Dalil hukum “al-Dhahir yadullu ‘ala al-Bathin” terhadap kepribadian bang Samin ini, kiranya tidak bisa diterapkan begitu saja tanpa menafsirkan dengan keberadaan yang sesungguhnya, karena meski kulitnya hitam legam (seperti hitamnya Bilal bin Rabah, RA), dia memiliki hati yang suci bersih dengan giginya yang putih (meski dengan sabut kelapa dan tumbukan genteng, karena sikat gigi dan deodorant belum ada) dan selalu ikut shalat berjamaan dan menyediakan air wudlu.
Ketika Penulis bertugas di Pengadilan Agama Ketapang Kalimantan Barat sejak tahun 1984 sampai tahun 1992, ada salah seorang hakim honorer (waktu itu masih dimungkinkan, karena belum banyaknya hakim yang diangkat), namanya KH. Musthafa, orangnya kecil, kurus, murah senyum tetapi berkulit putih dan tentunya giginya juga putih dengan sorban putih terkadang sorban hijau yang selalu terhinggap di pundaknya.

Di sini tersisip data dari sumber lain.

//! Dogtag KRA secret store.
//!
//! Secrets are archived in the Key Recovery Authority as `passPhrase` data
//! and keys can be generated there. The KRA cannot delete keys, so deletion
//! only forgets the reference.

pub mod client;

pub use client::KraClient;

use self::client::{
    AES_ALGORITHM, DECRYPT_USAGE, DES3_ALGORITHM, DES_ALGORITHM, DSA_ALGORITHM, ENCRYPT_USAGE,
    PASS_PHRASE_TYPE, RSA_ALGORITHM,
};
use super::store::{
    AsymmetricKeyMetadataDto, SecretDto, SecretMetadata, SecretStorePlugin, StoreContext,
};
use super::translations;
use super::{PluginError, DOGTAG_PLUGIN};
use crate::config::DogtagConfig;
use crate::domain::{KeyAlgorithm, KeySpec, SecretType};
use crate::errors::{KeystashError, Result};
use async_trait::async_trait;
use base64::engine::general_purpose::STANDARD as BASE64;
use base64::Engine;
use rsa::pkcs1::{DecodeRsaPrivateKey, DecodeRsaPublicKey};
use rsa::pkcs8::{
    DecodePrivateKey, DecodePublicKey, EncodePrivateKey, EncodePublicKey, LineEnding,
};
use rsa::{RsaPrivateKey, RsaPublicKey};
use tracing::{debug, instrument};
use zeroize::Zeroizing;

pub const KEY_ID: &str = "key_id";
pub const ALG: &str = "alg";
pub const BIT_LENGTH: &str = "bit_length";
pub const SECRET_MODE: &str = "mode";
pub const GENERATED: &str = "generated";
pub const PASSPHRASE_KEY_ID: &str = "passphrase_key_id";
/// Set on generated key pairs, which the KRA returns as DER
pub const CONVERT_TO_PEM: &str = "convert_to_pem";

/// KRA algorithm name for a keystash algorithm
fn kra_algorithm(alg: Option<&str>) -> Option<&'static str> {
    match alg?.parse::<KeyAlgorithm>().ok()? {
        KeyAlgorithm::Aes => Some(AES_ALGORITHM),
        KeyAlgorithm::Des => Some(DES_ALGORITHM),
        KeyAlgorithm::Desede => Some(DES3_ALGORITHM),
        KeyAlgorithm::Dsa => Some(DSA_ALGORITHM),
        KeyAlgorithm::Rsa => Some(RSA_ALGORITHM),
        _ => None,
    }
}

fn client_key_id() -> String {
    uuid::Uuid::new_v4().simple().to_string()
}

fn pem_error(what: &str, e: impl std::fmt::Display) -> PluginError {
    PluginError::general(format!("Could not convert {what} to PEM: {e}"))
}

fn unsupported_algorithm(algorithm: &str) -> KeystashError {
    PluginError::AlgorithmNotSupported { algorithm: algorithm.to_string() }.into()
}

#[derive(Debug, Clone)]
pub struct DogtagKraStore {
    client: KraClient,
}

impl DogtagKraStore {
    pub fn new(config: &DogtagConfig) -> Result<Self> {
        if config.nss_db_path.is_some() && config.nss_password.is_none() {
            return Err(PluginError::config("dogtag_plugin.nss_password is required").into());
        }
        if let Some(nss_db_path) = &config.nss_db_path {
            debug!(
                path = %nss_db_path.display(),
                "NSS database configured; TLS uses the PEM identity"
            );
        }
        Ok(Self::with_client(KraClient::new(config)?))
    }

    pub fn with_client(client: KraClient) -> Self {
        Self { client }
    }

    fn key_spec_from(metadata: &SecretMetadata) -> KeySpec {
        KeySpec::new(
            metadata.get(ALG).map(String::as_str),
            metadata.get(BIT_LENGTH).and_then(|b| b.parse().ok()),
            metadata.get(SECRET_MODE).map(String::as_str),
        )
    }

    /// Passphrase archived alongside a generated private key, if any.
    async fn private_key_passphrase(
        &self,
        metadata: &SecretMetadata,
        key_spec: &KeySpec,
        secret_type: SecretType,
    ) -> Result<Option<Zeroizing<Vec<u8>>>> {
        let Some(passphrase_key_id) = metadata.get(PASSPHRASE_KEY_ID) else {
            return Ok(None);
        };
        match kra_algorithm(key_spec.alg.as_deref()) {
            Some(RSA_ALGORITHM) => Ok(Some(self.client.retrieve_key(passphrase_key_id).await?)),
            Some(DSA_ALGORITHM) => Err(PluginError::general(
                "DSA keys should not have a passphrase in the database, \
                 for being used during retrieval.",
            )
            .into()),
            _ => Err(PluginError::general(format!(
                "Secrets of type {secret_type} should not have a passphrase in the database, \
                 for being used during retrieval."
            ))
            .into()),
        }
    }

    /// PEM form of a KRA-generated key pair half.
    async fn generated_key_pem(
        &self,
        key_id: &str,
        secret_type: SecretType,
        key_spec: &KeySpec,
        metadata: &SecretMetadata,
    ) -> Result<Zeroizing<Vec<u8>>> {
        let algorithm = kra_algorithm(key_spec.alg.as_deref()).ok_or_else(|| {
            PluginError::AlgorithmNotSupported {
                algorithm: key_spec.alg.clone().unwrap_or_else(|| "None".to_string()),
            }
        })?;

        if secret_type == SecretType::Public {
            let info = self.client.get_key_info(key_id).await?;
            let der = info
                .public_key
                .as_deref()
                .map(|k| BASE64.decode(k))
                .transpose()
                .map_err(|_| PluginError::PayloadDecoding)?
                .ok_or_else(|| {
                    PluginError::general(format!("KRA key {key_id} has no public key"))
                })?;
            return match algorithm {
                RSA_ALGORITHM => {
                    let key = RsaPublicKey::from_public_key_der(&der)
                        .or_else(|_| RsaPublicKey::from_pkcs1_der(&der))
                        .map_err(|e| pem_error("public key", e))?;
                    let pem = key
                        .to_public_key_pem(LineEnding::LF)
                        .map_err(|e| pem_error("public key", e))?;
                    Ok(Zeroizing::new(pem.into_bytes()))
                }
                DSA_ALGORITHM => Ok(Zeroizing::new(translations::convert_der_to_pem(
                    &der,
                    SecretType::Public,
                )?)),
                other => Err(unsupported_algorithm(other)),
            };
        }

        let passphrase = self.private_key_passphrase(metadata, key_spec, secret_type).await?;
        let der = self.client.retrieve_key(key_id).await?;
        match algorithm {
            RSA_ALGORITHM => {
                let key = RsaPrivateKey::from_pkcs8_der(&der)
                    .or_else(|_| RsaPrivateKey::from_pkcs1_der(&der))
                    .map_err(|e| pem_error("private key", e))?;
                let pem = match passphrase {
                    Some(passphrase) => key.to_pkcs8_encrypted_pem(
                        &mut rand::rngs::OsRng,
                        passphrase.as_slice(),
                        LineEnding::LF,
                    ),
                    None => key.to_pkcs8_pem(LineEnding::LF),
                }
                .map_err(|e| pem_error("private key", e))?;
                Ok(Zeroizing::new(pem.as_bytes().to_vec()))
            }
            DSA_ALGORITHM => Ok(Zeroizing::new(translations::convert_der_to_pem(
                &der,
                SecretType::Private,
            )?)),
            other => Err(unsupported_algorithm(other)),
        }
    }
}

#[async_trait]
impl SecretStorePlugin for DogtagKraStore {
    fn name(&self) -> &str {
        DOGTAG_PLUGIN
    }

    #[instrument(
        skip(self, secret, _ctx),
        fields(secret_type = %secret.secret_type),
        name = "dogtag_store_secret"
    )]
    async fn store_secret(
        &self,
        secret: &SecretDto,
        _ctx: &StoreContext,
    ) -> Result<SecretMetadata> {
        let data = Zeroizing::new(
            BASE64.decode(secret.secret.as_bytes()).map_err(|_| PluginError::PayloadDecoding)?,
        );
        let key_id = self.client.archive_key(&client_key_id(), PASS_PHRASE_TYPE, &data).await?;

        let mut metadata = SecretMetadata::from([(KEY_ID.to_string(), key_id)]);
        let spec = &secret.key_spec;
        if let Some(alg) = &spec.alg {
            metadata.insert(ALG.to_string(), alg.clone());
        }
        if let Some(bit_length) = spec.bit_length {
            metadata.insert(BIT_LENGTH.to_string(), bit_length.to_string());
        }
        if let Some(mode) = &spec.mode {
            metadata.insert(SECRET_MODE.to_string(), mode.clone());
        }
        Ok(metadata)
    }

    #[instrument(skip(self, metadata, _ctx), name = "dogtag_get_secret")]
    async fn get_secret(
        &self,
        secret_type: SecretType,
        metadata: &SecretMetadata,
        _ctx: &StoreContext,
    ) -> Result<SecretDto> {
        let key_id = metadata
            .get(KEY_ID)
            .ok_or_else(|| PluginError::general("Secret metadata has no key_id"))?;
        let key_spec = Self::key_spec_from(metadata);

        let pem_pair_half = metadata.contains_key(CONVERT_TO_PEM)
            && matches!(secret_type, SecretType::Public | SecretType::Private);
        let recovered = if pem_pair_half {
            self.generated_key_pem(key_id, secret_type, &key_spec, metadata).await?
        } else {
            self.client.retrieve_key(key_id).await?
        };

        Ok(SecretDto::new(secret_type, BASE64.encode(recovered.as_slice()), key_spec))
    }

    /// The KRA offers no deletion.
    async fn delete_secret(&self, _metadata: &SecretMetadata) -> Result<()> {
        Ok(())
    }

    #[instrument(skip(self, _ctx), name = "dogtag_generate_symmetric")]
    async fn generate_symmetric_key(
        &self,
        key_spec: &KeySpec,
        _ctx: &StoreContext,
    ) -> Result<SecretMetadata> {
        let algorithm = kra_algorithm(key_spec.alg.as_deref())
            .ok_or_else(|| unsupported_algorithm(key_spec.alg.as_deref().unwrap_or_default()))?;
        if key_spec.passphrase.is_some() {
            return Err(PluginError::GenerateNotSupported {
                reason: "Passphrase encryption is not supported for symmetric key \
                         generating algorithms."
                    .to_string(),
            }
            .into());
        }

        let key_id = self
            .client
            .generate_symmetric_key(
                &client_key_id(),
                algorithm,
                key_spec.bit_length,
                &[DECRYPT_USAGE, ENCRYPT_USAGE],
            )
            .await?;

        let mut metadata = SecretMetadata::from([
            (KEY_ID.to_string(), key_id),
            (GENERATED.to_string(), "true".to_string()),
        ]);
        if let Some(alg) = &key_spec.alg {
            metadata.insert(ALG.to_string(), alg.clone());
        }
        if let Some(bit_length) = key_spec.bit_length {
            metadata.insert(BIT_LENGTH.to_string(), bit_length.to_string());
        }
        if let Some(mode) = &key_spec.mode {
            metadata.insert(SECRET_MODE.to_string(), mode.clone());
        }
        Ok(metadata)
    }

    #[instrument(skip(self, _ctx), name = "dogtag_generate_asymmetric")]
    async fn generate_asymmetric_key(
        &self,
        key_spec: &KeySpec,
        _ctx: &StoreContext,
    ) -> Result<AsymmetricKeyMetadataDto> {
        let algorithm = kra_algorithm(key_spec.alg.as_deref())
            .ok_or_else(|| unsupported_algorithm(key_spec.alg.as_deref().unwrap_or_default()))?;

        let mut passphrase_meta = None;
        if let Some(passphrase) = &key_spec.passphrase {
            if algorithm == DSA_ALGORITHM {
                return Err(PluginError::GenerateNotSupported {
                    reason: "Passphrase encryption is not supported for DSA algorithm".to_string(),
                }
                .into());
            }
            let key_id = self
                .client
                .archive_key(
                    &client_key_id(),
                    PASS_PHRASE_TYPE,
                    passphrase.expose_secret().as_bytes(),
                )
                .await?;
            passphrase_meta = Some(SecretMetadata::from([(KEY_ID.to_string(), key_id)]));
        }

        let key_id = self
            .client
            .generate_asymmetric_key(
                &client_key_id(),
                algorithm,
                key_spec.bit_length,
                &[DECRYPT_USAGE, ENCRYPT_USAGE],
            )
            .await?;

        let mut public_key_meta = SecretMetadata::from([
            (KEY_ID.to_string(), key_id),
            (CONVERT_TO_PEM.to_string(), "true".to_string()),
            (GENERATED.to_string(), "true".to_string()),
        ]);
        if let Some(alg) = &key_spec.alg {
            public_key_meta.insert(ALG.to_string(), alg.clone());
        }
        if let Some(bit_length) = key_spec.bit_length {
            public_key_meta.insert(BIT_LENGTH.to_string(), bit_length.to_string());
        }

        let mut private_key_meta = public_key_meta.clone();
        if let Some(passphrase_meta) = &passphrase_meta {
            private_key_meta.insert(PASSPHRASE_KEY_ID.to_string(), passphrase_meta[KEY_ID].clone());
        }

        Ok(AsymmetricKeyMetadataDto { private_key_meta, public_key_meta, passphrase_meta })
    }

    fn generate_supports(&self, key_spec: &KeySpec) -> bool {
        kra_algorithm(key_spec.alg.as_deref()).is_some()
    }

    fn store_secret_supports(&self, _key_spec: &KeySpec) -> bool {
        true
    }
}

Tinggalnya di kota, padat penduduk tetapi milik sendiri tidak menumpang seperti halnya bang Samin ini. Ia sering ceramah (karena memang pekerjaannya). Apabila ceramah, ia selalu memulai dengan menyebut asmaul husna secara runtut. Hal mana kemudian tahun 1990 an Prof. KH. Anwar Musaddad salah seorang Mustasyar NU mengingatkan kepada para sarjana, bahwa “tidaklah disebut sebenar-benarnya sarjana apabila tidak dapat hafal atau setidak- tidaknya menerapkan makna asmaul husna secara benar”.
Dengan sikap yang tawadhu’, murah senyum, rajin ibadah dan mengajarkan ilmunya serta menerapkan hukum melalui putusannya di Pengadilan Agama, maka KH. Musthafa ini layak dan bersesuaian dengan kaidah ushul di atas: “al-Dhahir yadullu ‘ala al-Bathin”= penampakan yang terlihat (lahir) menunjukkan penampakan yang di dalam (batin)” Bagi seorang hakim dalam memeriksa dan memutus perkara yang diajukan kepadanya haruslah menerapkan (tathbiq) hukum sesuai dengan fakta dalam persidangan dan dengan dasar ilmu yang dimilikinya untuk menganalisis perkara, sehingga diharapkan seorang hakim tidak berlaku unprofessional conduct, karena tidak cakap ilmunya dan tidak termasuk yang digambarkan oleh Rasul dalam hadisnya dua hakim masuk neraka, karena memutus perkara karena tidak cakap ilmunya dan karena cakap ilmunya tetapi tidak menerapkannya dan berharap menjadi hakim yang masuk surga, karena cakap ilmu dan menerapkan ilmunya dalam memutus perkaranya.
Dari apa yang Penulis paparkan di atas, hendaknya kita berusaha menghafal asmaul husna dengan menerapkan dalam kehidupan dan pekerjaan kita sehari-hari, dan apabila kita berada dalam posisi yang hitam maupun putih tetapi kita tetap berusaha menjadi orang yang putih, baik perbuatan lahir mapun perbuatan hati (batin). Allahumma Sahhil umurona wa Sallim fi amrina waj’alna min al-shalihin. Amin.